Infelici e non-felici secondo Aristotele
Viviamo in un mondo precario, incerto. Per evitare delusioni o fallimenti non conviene modificare le proprie attese, imparando a modellare le giornate secondo i tempi scostanti e mutevoli della realtà? Così sostenevano i greci, pensando alla storia di Priamo di Troia:
il re più potente di una città florida, il padre di 50 splendidi figli, il marito esemplare. Difficile immaginare una vita più bella. Difficile immaginare una vita più tragica, dopo che gli achei avevano raso al suolo la città, uccidendo i figli e facendo schiave le figlie e la moglie. Aspetta prima di dirti felice, scriveva Solone: la vita è lunga, «ogni giorno porta qualcosa di nuovo» senza che noi possiamo fare molto. La crisi economica con una disoccupazione che non finisce.
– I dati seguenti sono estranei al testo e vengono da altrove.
use anyhow::anyhow;
use axum::{
    Json,
    extract::{
        FromRequest, FromRequestParts, Path, Query, Request,
        rejection::{JsonRejection, PathRejection, QueryRejection},
    },
    http::request::Parts,
};
use registrar_core::AppError;
use serde::de::DeserializeOwned;
use validator::{Validate, ValidationErrors};

fn format_errors(errors: &ValidationErrors) -> String {
    let mut messages: Vec<String> = errors
        .field_errors()
        .iter()
        .flat_map(|(field, errors)| {
            errors.iter().map(move |error| {
                error
                    .message
                    .as_ref()
                    .map(|msg| msg.to_string())
                    .unwrap_or_else(|| format!("{} is invalid", field))
            })
        })
        .collect();
    messages.sort();
    messages.join(", ")
}

/// JSON body extractor that also runs `validator` rules.
///
/// Every rejection is a 400 carrying a readable message.
#[derive(Debug, Clone, Copy, Default)]
pub struct ValidatedJson<T>(pub T);

impl<T, S> FromRequest<S> for ValidatedJson<T>
where
    T: DeserializeOwned + Validate,
    S: Send + Sync,
{
    type Rejection = AppError;

    async fn from_request(req: Request, state: &S) -> Result<Self, Self::Rejection> {
        let Json(value) = Json::<T>::from_request(req, state)
            .await
            .map_err(json_rejection)?;

        value
            .validate()
            .map_err(|errors| AppError::bad_request(anyhow!("{}", format_errors(&errors))))?;

        Ok(ValidatedJson(value))
    }
}

/// Plain JSON extractor with the same 400 mapping, for bodies without rules.
#[derive(Debug, Clone, Copy, Default)]
pub struct JsonBody<T>(pub T);

impl<T, S> FromRequest<S> for JsonBody<T>
where
    T: DeserializeOwned,
    S: Send + Sync,
{
    type Rejection = AppError;

    async fn from_request(req: Request, state: &S) -> Result<Self, Self::Rejection> {
        let Json(value) = Json::<T>::from_request(req, state)
            .await
            .map_err(json_rejection)?;
        Ok(JsonBody(value))
    }
}

/// Path extractor whose rejections use the JSON error envelope.
#[derive(Debug, Clone, Copy, Default)]
pub struct ValidatedPath<T>(pub T);

impl<T, S> FromRequestParts<S> for ValidatedPath<T>
where
    T: DeserializeOwned + Send,
    S: Send + Sync,
{
    type Rejection = AppError;

    async fn from_request_parts(parts: &mut Parts, state: &S) -> Result<Self, Self::Rejection> {
        let Path(value) = Path::<T>::from_request_parts(parts, state)
            .await
            .map_err(path_rejection)?;
        Ok(ValidatedPath(value))
    }
}

/// Query extractor whose rejections use the JSON error envelope.
#[derive(Debug, Clone, Copy, Default)]
pub struct ValidatedQuery<T>(pub T);

impl<T, S> FromRequestParts<S> for ValidatedQuery<T>
where
    T: DeserializeOwned,
    S: Send + Sync,
{
    type Rejection = AppError;

    async fn from_request_parts(parts: &mut Parts, state: &S) -> Result<Self, Self::Rejection> {
        let Query(value) = Query::<T>::from_request_parts(parts, state)
            .await
            .map_err(query_rejection)?;
        Ok(ValidatedQuery(value))
    }
}

fn path_rejection(rejection: PathRejection) -> AppError {
    match rejection {
        PathRejection::FailedToDeserializePathParams(_) => {
            AppError::bad_request(anyhow!("Invalid path parameter"))
        }
        other => AppError::internal(anyhow!("path extraction failed: {}", other.body_text())),
    }
}

fn query_rejection(rejection: QueryRejection) -> AppError {
    AppError::bad_request(anyhow!("Invalid query parameters: {}", rejection.body_text()))
}

fn json_rejection(rejection: JsonRejection) -> AppError {
    if matches!(rejection, JsonRejection::MissingJsonContentType(_)) {
        return AppError::bad_request(anyhow!("Missing 'Content-Type: application/json' header"));
    }

    let error_msg = rejection.body_text();

    if let Some(field) = error_msg
        .split("missing field `")
        .nth(1)
        .and_then(|s| s.split('`').next())
    {
        return AppError::bad_request(anyhow!("{} is required", field));
    }

    if error_msg.contains("invalid type") || error_msg.contains("invalid value") {
        return AppError::bad_request(anyhow!("Invalid field type in request"));
    }

    AppError::bad_request(anyhow!("Invalid request body"))
}

#[cfg(test)]
mod tests {
    use super::*;
    use axum::http::StatusCode;
    use registrar_core::PaginationParams;

    #[tokio::test]
    async fn malformed_query_is_bad_request() {
        let (mut parts, _) = axum::http::Request::builder()
            .uri("/items?limit=ten")
            .body(())
            .unwrap()
            .into_parts();

        let err = ValidatedQuery::<PaginationParams>::from_request_parts(&mut parts, &())
            .await
            .unwrap_err();

        assert_eq!(err.status, StatusCode::BAD_REQUEST);
        assert!(err.message.starts_with("Invalid query parameters"));
    }

    #[tokio::test]
    async fn well_formed_query_passes_through() {
        let (mut parts, _) = axum::http::Request::builder()
            .uri("/items?limit=5&page=2")
            .body(())
            .unwrap()
            .into_parts();

        let ValidatedQuery(page) =
            ValidatedQuery::<PaginationParams>::from_request_parts(&mut parts, &())
                .await
                .unwrap();

        assert_eq!(page.limit(), 5);
        assert_eq!(page.offset(), 5);
    }
}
Le tante guerre e i cambiamenti climatici con ondate di persone costrette alla fuga in terre inospitali. Una scelta azzardata, un gesto compiuto distrattamente che produce conseguenze impreviste. Una malattia. Troppe cose scappano al nostro controllo e possono cambiare le nostre vite. Si celebrano sempre i caratteri forti, le persone che sfidano impavide il corso degli eventi, come marinai dritti nella tempesta. Non è forse meglio ridurre le pretese, accontentarsi delle occasioni che capitano?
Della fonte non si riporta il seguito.